Studies of marine organisms, in which dispersal often can result in high temporal variability in recruitment, also corroborate the patterns shown here. Population growth rate in the brown algae Sargassum siliquosum (O. Fucales) and Laminaria longicruris (O. Laminariales) have low elasticity estimates for fecundity (or recruitment) terms (61). Both of these species are representative of groups that can have high variation in the success of recruitment among years (45, 62). Similarly, in an open population model of marine fishes, Pfister (63) also found that demographic estimates with relatively high variance did not cause a corresponding large amount of variation in population size. In the framework provided by Eq. 2, the results of this study suggest that the effects on variation in population growth rate [V(λ)] by highly variable stages of the life cycle may be dampened by corresponding low sensitivity or elasticity for those entries.

In a recent summary of matrix models from 66 plant species, Silvertown et al. (64) found several interesting patterns relevant to this study. First, elasticities of different parts of the life cycle (survivorship, growth, or fecundity) differed between plants with dissimilar life cycles. Elasticities for fecundity were relatively higher in herbaceous plants whereas survivorship elasticities were relatively higher in woody plants. Similarly, long-lived tropical tree species showed highest elasticities for survivorship terms, and only a short-lived tropical tree species had relatively high elasticities for fecundity terms (65). Additionally, Silvertown et al. (64) found that the intrinsic rate of increase in woody plants was positively correlated with the fecundity elasticity. In general, the fecundity elasticities that they reported were similar to those reported here—fecundity elasticities ranked low relative to growth or survivorship elasticities. When I estimated the combined elasticity for fecundity in their study (defined as both recruitment of seeds and seedlings), it was smaller than growth or survivorship elasticities in 53 of 66 studies (80.3%). These low estimates for fecundity elasticities also have been noted previously (21, 51, 66). Although Silvertown et al.’s (64) use of aggregate elasticity terms to analyze tradeoffs has been criticized (67), aggregate terms have indicated strongly that low fecundity sensitivities and elasticities are ubiquitous in published empirical studies. As noted previously, however, fecundity entries are comprised of both adult survivorship and reproductive vital rates. Because adult survivorship elasticities tend to be relatively high, strictly reproductive terms may have even lower effects on population growth than reported here and in previous studies. Future analyses will certainly benefit from both reporting and analyzing separately the relative contribution of survivorship vs. reproduction to fecundity.

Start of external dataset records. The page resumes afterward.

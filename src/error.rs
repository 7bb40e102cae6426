use std::path::PathBuf;
use std::time::Duration;
use thiserror::Error;

/// Errors produced while collecting, merging and persisting history
#[derive(Debug, Error)]
pub enum WrapupError {
    /// Chrome could not be started
    #[error("Failed to launch browser: {0}")]
    LaunchFailed(String),

    /// A page could not be loaded, or a page load timed out
    #[error("Navigation failed: {0}")]
    NavigationFailed(String),

    /// The login form was submitted but no post-login signal appeared
    #[error("Authentication failed: {0}")]
    AuthenticationFailed(String),

    #[error("Element not found: {0}")]
    ElementNotFound(String),

    #[error("JavaScript evaluation failed: {0}")]
    EvaluationFailed(String),

    #[error("Tool '{tool}' failed: {reason}")]
    ToolExecutionFailed { tool: String, reason: String },

    #[error("Invalid argument: {0}")]
    InvalidArgument(String),

    /// The history listing did not have the expected structure
    #[error("Scrape failed: {0}")]
    ScrapeFailed(String),

    /// An export file is missing
    #[error("Export file not found: {}", .0.display())]
    SourceNotFound(PathBuf),

    /// An export file could not be read as its declared format
    #[error("Failed to parse {format} export: {reason}")]
    ParseFailed { format: String, reason: String },

    /// The snapshot could not be persisted; the previous snapshot is untouched
    #[error("Failed to write {}: {reason}", path.display())]
    WriteFailed { path: PathBuf, reason: String },

    #[error("Failed to read snapshot: {0}")]
    SnapshotReadFailed(String),

    #[error("Inference request failed: {0}")]
    InferenceFailed(String),

    #[error("Configuration error: {0}")]
    Config(String),

    #[error("Run exceeded its time budget of {0:?}")]
    Timeout(Duration),

    #[error(transparent)]
    Io(#[from] std::io::Error),

    #[error(transparent)]
    Json(#[from] serde_json::Error),
}

impl WrapupError {
    /// Whether this error only disqualifies one export source.
    ///
    /// Everything else is terminal for the run.
    pub fn is_source_level(&self) -> bool {
        matches!(self, WrapupError::SourceNotFound(_) | WrapupError::ParseFailed { .. })
    }
}

/// Result alias used throughout the crate
pub type Result<T> = std::result::Result<T, WrapupError>;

However, by using matrix model simulations, Benton and Grant (12) were able to demonstrate an increasing contribution of fecundity to population growth when they increased the variation in a fecundity term or had fecundity positively covary with survivorship. However, these responses were only found in matrices representing short lives (≤2 years) or where adult survivorship was low (0.20 per year). Although life spans were not always given by the authors, most of the empirical studies used in this study (Table 1) probably represent organisms that live longer than 2 years and have adult survivorship often exceeding 0.20. Indeed, in their simulations of organisms with 6- and 8-year lifespans, Benton and Grant (12) uniformly found that fecundity elasticities were relatively low and relatively resistant to change when either variability in fecundity or covariance with survivorship was added. Although the results reported here show a clear pattern among the variance in a matrix term and its corresponding sensitivity and elasticity, the pattern for how covariation among all matrix entries affect sensitivity and elasticity is an important subject for future study (see, e.g., refs. 7, 37, 68, and 69).

Previous theoretical studies also provide insight into the sensitivity of population growth rate to changes in different demographic terms. Cole (70) and Smith (71) emphasized the importance of the age at first reproduction and the mean generation time to population growth rate. Lewontin (72) and Meats (2) both explored how changes in mortality and fecundity might affect the exponential rate of population increase (r) in the Euler–Lotka equation. Their results depended on the age of maturation and r. When r was relatively high, a given change in fecundity or mortality had equivalent effects (72); however, when r was near zero and mortality was relatively high, a given change in mortality had a greater effect than one in fecundity (2). Boyce (73) considered explicitly the role that demographic variation might have on population growth rate (r) in a matrix model context. He found that increasing variation in the survivorship of young-of-the-year in an age-based 3 × 3 matrix caused the projected population size to decline, eventually to extinction. He attributed this to the concave relationship between r and survivorship; as variation in a matrix entry increased, the arithmetic mean r increasingly deviated from the r expected when there was no variability. Thus, for any matrix entry, the effect variation has on r will be determined by the extent of the concavity of the relationship between r and any a_ij.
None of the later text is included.